The gTLD Land Grab Controversy: Google, Amazon, and the GAC Part II

Here is Part I of Tiffany’s series on the gTLD Land Grab Controversy.

Just one of the reasons Amazon and Google are garnering so much attention as new gTLDs (nTLDs) make their way through ICANN’s application process is the sheer number of their applications (read about the other reason, here). Google applied for the administration rights to 98 different nTLDs (after withdrawing three applications), while Amazon applied for the rights to 77 nTLDs. Early Warnings were issued late last month by the GAC, and some issued by Australia to Amazon, touch on the controversy surrounding the notable “land grab” that both Google and Amazon are participating in.

What is a ‘Land Grab’?

“Land grabbing” used to refer to a large-scale acquisition of land by a single entity. That definition doesn’t change, when referring to gTLDs, except that the land is the new gtlds land grab controversyvirtual. Many argue that nTLDs represent “new frontier” in Internet real estate. And while no one really knows what effect nTLDs will have on how users interface with the Web, many who keep watch on the application process seem concerned that Google and Amazon are applying for such a large amount of nTLDs, citing the common repercussions of a land grab – pricing smaller organizations, communities, and entities out of the market, thereby creating a monopoly.

Who’s Objecting?

Australia may be the only country to issue a GAC Early Warning concerning Amazon’s land grab, but bloggers and tech magazines have been discussing the implications of Amazon and Google obtaining so much nTLD land since the applications were filed. For anyone connected to the online world of writing, music, apps, cloud storage, or any other market represented by the gTLDs Amazon and Google are applying for, the amount of applications coupled with restrictions to third party access may affect the way you’re able to connect with nTLDs as a register.
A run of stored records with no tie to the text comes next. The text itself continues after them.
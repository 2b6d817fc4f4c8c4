//! A [`Database`] keeping every table in memory.
//!
//! Tables behave like their SQL counterparts where ingestion relies on it:
//! they must be created with `ensure_schema` before use, ids are primary
//! keys, and a transaction only publishes its writes on `commit`.

use std::sync::{Arc, Mutex, MutexGuard};

use async_trait::async_trait;
use chrono::{DateTime, Utc};
use indexmap::IndexMap;
use model::{
    equipment::Equipment, event::Event, location::Location, waybill::Waybill, Entity,
    EntityKind,
};

use crate::database::{
    Database, DatabaseAutocommit, DatabaseError, DatabaseOperations, DatabaseTransaction,
    EquipmentRepo, EventRepo, LocationRepo, Repo, Result,
};

pub type Table<T> = IndexMap<String, T>;

/// The set of tables of an [`InMemoryDatabase`]. `None` means the table has
/// not been created yet.
#[derive(Debug, Clone, Default)]
pub struct Tables {
    locations: Option<Table<Location>>,
    equipment: Option<Table<Equipment>>,
    waybills: Option<Table<Waybill>>,
    events: Option<Table<Event>>,
}

impl Tables {
    fn copy_table(&mut self, from: &Tables, kind: EntityKind) {
        match kind {
            EntityKind::Locations => self.locations = from.locations.clone(),
            EntityKind::Equipment => self.equipment = from.equipment.clone(),
            EntityKind::Waybills => self.waybills = from.waybills.clone(),
            EntityKind::Events => self.events = from.events.clone(),
        }
    }

    fn ensure_schema(&mut self, kind: EntityKind) {
        match kind {
            EntityKind::Locations => {
                self.locations.get_or_insert_with(IndexMap::new);
            }
            EntityKind::Equipment => {
                self.equipment.get_or_insert_with(IndexMap::new);
            }
            EntityKind::Waybills => {
                self.waybills.get_or_insert_with(IndexMap::new);
            }
            EntityKind::Events => {
                self.events.get_or_insert_with(IndexMap::new);
            }
        }
    }

    fn reset(&mut self, kind: EntityKind) -> Result<()> {
        let exists = match kind {
            EntityKind::Locations => self.locations.as_mut().map(IndexMap::clear),
            EntityKind::Equipment => self.equipment.as_mut().map(IndexMap::clear),
            EntityKind::Waybills => self.waybills.as_mut().map(IndexMap::clear),
            EntityKind::Events => self.events.as_mut().map(IndexMap::clear),
        };
        exists.ok_or_else(|| missing_table(kind))
    }
}

/// Maps a record type to its table.
pub trait MemoryEntity: Entity {
    fn table(tables: &Tables) -> Option<&Table<Self>>;
    fn table_mut(tables: &mut Tables) -> Option<&mut Table<Self>>;
}

impl MemoryEntity for Location {
    fn table(tables: &Tables) -> Option<&Table<Self>> {
        tables.locations.as_ref()
    }

    fn table_mut(tables: &mut Tables) -> Option<&mut Table<Self>> {
        tables.locations.as_mut()
    }
}

impl MemoryEntity for Equipment {
    fn table(tables: &Tables) -> Option<&Table<Self>> {
        tables.equipment.as_ref()
    }

    fn table_mut(tables: &mut Tables) -> Option<&mut Table<Self>> {
        tables.equipment.as_mut()
    }
}

impl MemoryEntity for Waybill {
    fn table(tables: &Tables) -> Option<&Table<Self>> {
        tables.waybills.as_ref()
    }

    fn table_mut(tables: &mut Tables) -> Option<&mut Table<Self>> {
        tables.waybills.as_mut()
    }
}

impl MemoryEntity for Event {
    fn table(tables: &Tables) -> Option<&Table<Self>> {
        tables.events.as_ref()
    }

    fn table_mut(tables: &mut Tables) -> Option<&mut Table<Self>> {
        tables.events.as_mut()
    }
}

fn missing_table(kind: EntityKind) -> DatabaseError {
    DatabaseError::other(format!("table \"{}\" does not exist", kind))
}

fn lock(tables: &Mutex<Tables>) -> Result<MutexGuard<'_, Tables>> {
    tables
        .lock()
        .map_err(|why| DatabaseError::other(why.to_string()))
}

// table operations shared by autocommit and transaction

fn get<T: MemoryEntity>(tables: &Tables, id: &str) -> Result<T> {
    T::table(tables)
        .ok_or_else(|| missing_table(T::KIND))?
        .get(id)
        .cloned()
        .ok_or(DatabaseError::NotFound)
}

fn get_all<T: MemoryEntity>(tables: &Tables) -> Result<Vec<T>> {
    T::table(tables)
        .ok_or_else(|| missing_table(T::KIND))
        .map(|table| table.values().cloned().collect())
}

fn insert_all<T: MemoryEntity>(tables: &mut Tables, values: &[T]) -> Result<u64> {
    let table = T::table_mut(tables).ok_or_else(|| missing_table(T::KIND))?;

    // check every key before writing, so a conflict leaves the table untouched
    let mut batch = IndexMap::with_capacity(values.len());
    for value in values {
        let id = value.id().to_owned();
        if table.contains_key(&id) || batch.contains_key(&id) {
            return Err(DatabaseError::other(format!(
                "duplicate key value violates unique constraint \"{}_pkey\": id={}",
                T::KIND,
                id
            )));
        }
        batch.insert(id, value.clone());
    }
    table.extend(batch);
    Ok(values.len() as u64)
}

fn events_posted_after(
    tables: &Tables,
    waybill_id: Option<&str>,
    after: Option<DateTime<Utc>>,
) -> Result<Vec<Event>> {
    get_all::<Event>(tables).map(|events| {
        events
            .into_iter()
            .filter(|event| waybill_id.map_or(true, |id| event.waybill_id == id))
            .filter(|event| match after {
                Some(after) => event.posting_date.is_some_and(|date| date > after),
                None => true,
            })
            .collect()
    })
}

#[derive(Debug, Clone, Default)]
pub struct InMemoryDatabase {
    tables: Arc<Mutex<Tables>>,
}

impl InMemoryDatabase {
    pub fn new() -> Self {
        Self::default()
    }
}

#[async_trait]
impl Database for InMemoryDatabase {
    type Transaction = InMemoryTransaction;
    type Autocommit = InMemoryAutocommit;

    async fn transaction(&self) -> Result<Self::Transaction> {
        Ok(InMemoryTransaction {
            shared: self.tables.clone(),
            staged: Tables::default(),
            touched: Vec::new(),
        })
    }

    fn auto(&self) -> Self::Autocommit {
        InMemoryAutocommit {
            tables: self.tables.clone(),
        }
    }
}

pub struct InMemoryAutocommit {
    tables: Arc<Mutex<Tables>>,
}

impl DatabaseAutocommit for InMemoryAutocommit {}

#[async_trait]
impl<T: MemoryEntity> Repo<T> for InMemoryAutocommit {
    async fn get(&mut self, id: &str) -> Result<T> {
        get(&*lock(&self.tables)?, id)
    }

    async fn get_all(&mut self) -> Result<Vec<T>> {
        get_all(&*lock(&self.tables)?)
    }

    async fn insert_all(&mut self, values: &[T]) -> Result<u64> {
        insert_all(&mut *lock(&self.tables)?, values)
    }
}

#[async_trait]
impl LocationRepo for InMemoryAutocommit {
    async fn get_many(&mut self, ids: &[String]) -> Result<Vec<Location>> {
        let locations: Vec<Location> = get_all(&*lock(&self.tables)?)?;
        Ok(locations
            .into_iter()
            .filter(|location| ids.contains(&location.id))
            .collect())
    }
}

#[async_trait]
impl EquipmentRepo for InMemoryAutocommit {
    async fn by_equipment_id(&mut self, equipment_id: &str) -> Result<Vec<Equipment>> {
        let equipment: Vec<Equipment> = get_all(&*lock(&self.tables)?)?;
        Ok(equipment
            .into_iter()
            .filter(|equipment| equipment.equipment_id == equipment_id)
            .collect())
    }
}

#[async_trait]
impl EventRepo for InMemoryAutocommit {
    async fn events_posted_after(
        &mut self,
        after: Option<DateTime<Utc>>,
    ) -> Result<Vec<Event>> {
        events_posted_after(&*lock(&self.tables)?, None, after)
    }

    async fn events_by_waybill(
        &mut self,
        waybill_id: &str,
        after: Option<DateTime<Utc>>,
    ) -> Result<Vec<Event>> {
        events_posted_after(&*lock(&self.tables)?, Some(waybill_id), after)
    }
}

#[async_trait]
impl DatabaseOperations for InMemoryAutocommit {
    async fn ensure_schema(&mut self, kind: EntityKind) -> Result<()> {
        lock(&self.tables)?.ensure_schema(kind);
        Ok(())
    }

    async fn reset(&mut self, kind: EntityKind) -> Result<()> {
        lock(&self.tables)?.reset(kind)
    }
}

/// Works on private copies of the tables it touches. `commit` replaces the
/// shared tables of exactly those kinds.
pub struct InMemoryTransaction {
    shared: Arc<Mutex<Tables>>,
    staged: Tables,
    touched: Vec<EntityKind>,
}

impl InMemoryTransaction {
    fn stage(&mut self, kind: EntityKind) -> Result<&mut Tables> {
        if !self.touched.contains(&kind) {
            let shared = lock(&self.shared)?;
            self.staged.copy_table(&shared, kind);
            self.touched.push(kind);
        }
        Ok(&mut self.staged)
    }
}

#[async_trait]
impl DatabaseTransaction for InMemoryTransaction {
    async fn commit(self) -> Result<()> {
        let mut shared = lock(&self.shared)?;
        for kind in self.touched.iter() {
            shared.copy_table(&self.staged, *kind);
        }
        Ok(())
    }
}

#[async_trait]
impl<T: MemoryEntity> Repo<T> for InMemoryTransaction {
    async fn get(&mut self, id: &str) -> Result<T> {
        get(self.stage(T::KIND)?, id)
    }

    async fn get_all(&mut self) -> Result<Vec<T>> {
        get_all(self.stage(T::KIND)?)
    }

    async fn insert_all(&mut self, values: &[T]) -> Result<u64> {
        insert_all(self.stage(T::KIND)?, values)
    }
}

#[async_trait]
impl LocationRepo for InMemoryTransaction {
    async fn get_many(&mut self, ids: &[String]) -> Result<Vec<Location>> {
        let locations: Vec<Location> = get_all(self.stage(EntityKind::Locations)?)?;
        Ok(locations
            .into_iter()
            .filter(|location| ids.contains(&location.id))
            .collect())
    }
}

#[async_trait]
impl EquipmentRepo for InMemoryTransaction {
    async fn by_equipment_id(&mut self, equipment_id: &str) -> Result<Vec<Equipment>> {
        let equipment: Vec<Equipment> = get_all(self.stage(EntityKind::Equipment)?)?;
        Ok(equipment
            .into_iter()
            .filter(|equipment| equipment.equipment_id == equipment_id)
            .collect())
    }
}

#[async_trait]
impl EventRepo for InMemoryTransaction {
    async fn events_posted_after(
        &mut self,
        after: Option<DateTime<Utc>>,
    ) -> Result<Vec<Event>> {
        events_posted_after(self.stage(EntityKind::Events)?, None, after)
    }

    async fn events_by_waybill(
        &mut self,
        waybill_id: &str,
        after: Option<DateTime<Utc>>,
    ) -> Result<Vec<Event>> {
        events_posted_after(self.stage(EntityKind::Events)?, Some(waybill_id), after)
    }
}

#[async_trait]
impl DatabaseOperations for InMemoryTransaction {
    async fn ensure_schema(&mut self, kind: EntityKind) -> Result<()> {
        self.stage(kind)?.ensure_schema(kind);
        Ok(())
    }

    async fn reset(&mut self, kind: EntityKind) -> Result<()> {
        self.stage(kind)?.reset(kind)
    }
}
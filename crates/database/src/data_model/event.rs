use async_trait::async_trait;
use chrono::{DateTime, Utc};
use model::event::Event;
use railcar::database::{EventRepo, Repo, Result};
use sqlx::prelude::FromRow;

use crate::{
    queries::{
        convert_error,
        event::{by_waybill, get, get_all, insert_all, posted_after},
    },
    PgDatabaseAutocommit, PgDatabaseTransaction,
};

use super::DatabaseRow;

#[derive(Debug, Clone, FromRow)]
pub struct EventRow {
    pub id: String,
    pub equipment_id: String,
    pub sighting_date: Option<DateTime<Utc>>,
    pub sighting_event_code: String,
    pub reporting_railroad_scac: String,
    pub posting_date: Option<DateTime<Utc>>,
    pub from_mark_id: String,
    pub load_empty_status: String,
    pub sighting_claim_code: String,
    pub sighting_event_code_text: String,
    pub train_id: String,
    pub train_alpha_code: String,
    pub location_id: String,
    pub waybill_id: String,
}

impl DatabaseRow for EventRow {
    type Model = Event;

    fn to_model(self) -> Self::Model {
        Event {
            id: self.id,
            equipment_id: self.equipment_id,
            sighting_date: self.sighting_date,
            sighting_event_code: self.sighting_event_code,
            reporting_railroad_scac: self.reporting_railroad_scac,
            posting_date: self.posting_date,
            from_mark_id: self.from_mark_id,
            load_empty_status: self.load_empty_status,
            sighting_claim_code: self.sighting_claim_code,
            sighting_event_code_text: self.sighting_event_code_text,
            train_id: self.train_id,
            train_alpha_code: self.train_alpha_code,
            location_id: self.location_id,
            waybill_id: self.waybill_id,
        }
    }
}

// Repo

#[async_trait]
impl Repo<Event> for PgDatabaseAutocommit {
    async fn get(&mut self, id: &str) -> Result<Event> {
        get(&self.pool, id).await
    }

    async fn get_all(&mut self) -> Result<Vec<Event>> {
        get_all(&self.pool).await
    }

    async fn insert_all(&mut self, values: &[Event]) -> Result<u64> {
        let mut tx = self.begin().await?;
        let inserted = insert_all(&mut *tx, values).await?;
        tx.commit().await.map_err(convert_error)?;
        Ok(inserted)
    }
}

#[async_trait]
impl<'a> Repo<Event> for PgDatabaseTransaction<'a> {
    async fn get(&mut self, id: &str) -> Result<Event> {
        get(&mut *self.tx, id).await
    }

    async fn get_all(&mut self) -> Result<Vec<Event>> {
        get_all(&mut *self.tx).await
    }

    async fn insert_all(&mut self, values: &[Event]) -> Result<u64> {
        insert_all(&mut *self.tx, values).await
    }
}

// Event Repo

#[async_trait]
impl EventRepo for PgDatabaseAutocommit {
    async fn events_posted_after(
        &mut self,
        after: Option<DateTime<Utc>>,
    ) -> Result<Vec<Event>> {
        posted_after(&self.pool, after).await
    }

    async fn events_by_waybill(
        &mut self,
        waybill_id: &str,
        after: Option<DateTime<Utc>>,
    ) -> Result<Vec<Event>> {
        by_waybill(&self.pool, waybill_id, after).await
    }
}

#[async_trait]
impl<'a> EventRepo for PgDatabaseTransaction<'a> {
    async fn events_posted_after(
        &mut self,
        after: Option<DateTime<Utc>>,
    ) -> Result<Vec<Event>> {
        posted_after(&mut *self.tx, after).await
    }

    async fn events_by_waybill(
        &mut self,
        waybill_id: &str,
        after: Option<DateTime<Utc>>,
    ) -> Result<Vec<Event>> {
        by_waybill(&mut *self.tx, waybill_id, after).await
    }
}
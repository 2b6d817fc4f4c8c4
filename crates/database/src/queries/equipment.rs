use model::equipment::Equipment;
use railcar::database::Result;
use sqlx::{Executor, PgConnection, Postgres};
use utility::let_also::LetAlso;

use crate::data_model::{equipment::EquipmentRow, to_models, DatabaseRow};

use super::convert_error;

const COLUMNS: [&str; 7] = [
    "id",
    "customer",
    "fleet",
    "equipment_id",
    "equipment_status",
    "date_added",
    "date_removed",
];

// Repo

pub async fn get<'c, E>(executor: E, id: &str) -> Result<Equipment>
where
    E: Executor<'c, Database = Postgres>,
{
    sqlx::query_as(
        "
        SELECT
            id, customer, fleet, equipment_id,
            equipment_status, date_added, date_removed
        FROM equipment
        WHERE id = $1;
        ",
    )
    .bind(id)
    .fetch_one(executor)
    .await
    .map(|row: EquipmentRow| row.to_model())
    .map_err(convert_error)
}

pub async fn get_all<'c, E>(executor: E) -> Result<Vec<Equipment>>
where
    E: Executor<'c, Database = Postgres>,
{
    sqlx::query_as(
        "
        SELECT
            id, customer, fleet, equipment_id,
            equipment_status, date_added, date_removed
        FROM equipment
        ORDER BY seq;
        ",
    )
    .fetch_all(executor)
    .await
    .map_err(convert_error)?
    .let_owned(|rows: Vec<EquipmentRow>| Ok(to_models(rows)))
}

pub async fn insert_all(conn: &mut PgConnection, equipment: &[Equipment]) -> Result<u64> {
    super::insert_all(conn, "equipment", &COLUMNS, equipment, |mut row, equipment| {
        row.push_bind(equipment.id.clone())
            .push_bind(equipment.customer.clone())
            .push_bind(equipment.fleet.clone())
            .push_bind(equipment.equipment_id.clone())
            .push_bind(equipment.equipment_status.clone())
            .push_bind(equipment.date_added)
            .push_bind(equipment.date_removed);
    })
    .await
    .map_err(convert_error)
}

// Equipment Repo

pub async fn by_equipment_id<'c, E>(executor: E, equipment_id: &str) -> Result<Vec<Equipment>>
where
    E: Executor<'c, Database = Postgres>,
{
    sqlx::query_as(
        "
        SELECT
            id, customer, fleet, equipment_id,
            equipment_status, date_added, date_removed
        FROM equipment
        WHERE equipment_id = $1
        ORDER BY seq;
        ",
    )
    .bind(equipment_id)
    .fetch_all(executor)
    .await
    .map_err(convert_error)?
    .let_owned(|rows: Vec<EquipmentRow>| Ok(to_models(rows)))
}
Most contention centers on the fact that both Amazon and Google plan to use many nTLDs exclusively, without allowing third party registrars to open independent registrations, or without allowing single entities to register domains and obtain full ownership, boxing competitors and other potential registers out of their gTLD space.

What’s the Solution?

Right now, the solution is fuzzy. While the GAC has issued their Early Warnings  and heeding the Early Warnings is strongly recommended, Amazon and Google don’t have to comply with all GAC warnings, since the GAC will not be making the final calls on applications – ICANN will. Amazon and Google can also change their exclusivity policies to make them more transparent, and to allow third party purchases of their gTLD domains. Keeping the market open on their end may help squelch the land grab controversy, since others will be able to register common term gTLDs for their own use.

And, not everyone agrees that Amazon’s and Google’s move to purchase administration rights to dozens of nTLDs is in the wrong – some believe that gTLDs are an open market, and therefore the power of purchase dictates who gets administration rights. Twitter and Facebook chose not to apply for any gTLDs, while other large corporations, like Yahoo! only applied for gTLDs related to their brands and trademarks. It may be too early to tell if Google and Amazon actually pose a risk to healthy nTLD development, and the inconsistency of how big corporations are interacting with nTLDs complicates putting forth an accurate prediction.

What’s Your Take?

What do you think of Google and Amazon applying for the rights to so many nTLDs? Is this a move that might affect the industry you’re a part of, or do you feel comfortable getting your piece of the pie, even if Google and Amazon are successful in their bids for multiple nTLDs? Let us know in the “comments” section below.

For more information on nTLDs, check out our handy dandy nTLD guide. To read more about Amazon and Google, and the controversy surrounding their applications for “generic term gTLDs,” click here.


Comments
Harvey Specter
Posted at 4:19 pm January 14, 2013
New gTLDs
Author

Some argue that material changes to applications, including changes to operating business models and who may register a domain name under a new tld is not allowed.
If that holds true, then Amazon, Google, L’oreal and other closed generic bids would not be able to change their applications to suit GAC Warnings and Advice.
The GAC communique from the Toronto ICANN meeting indicates flexibility on the part of the GAC in this regard.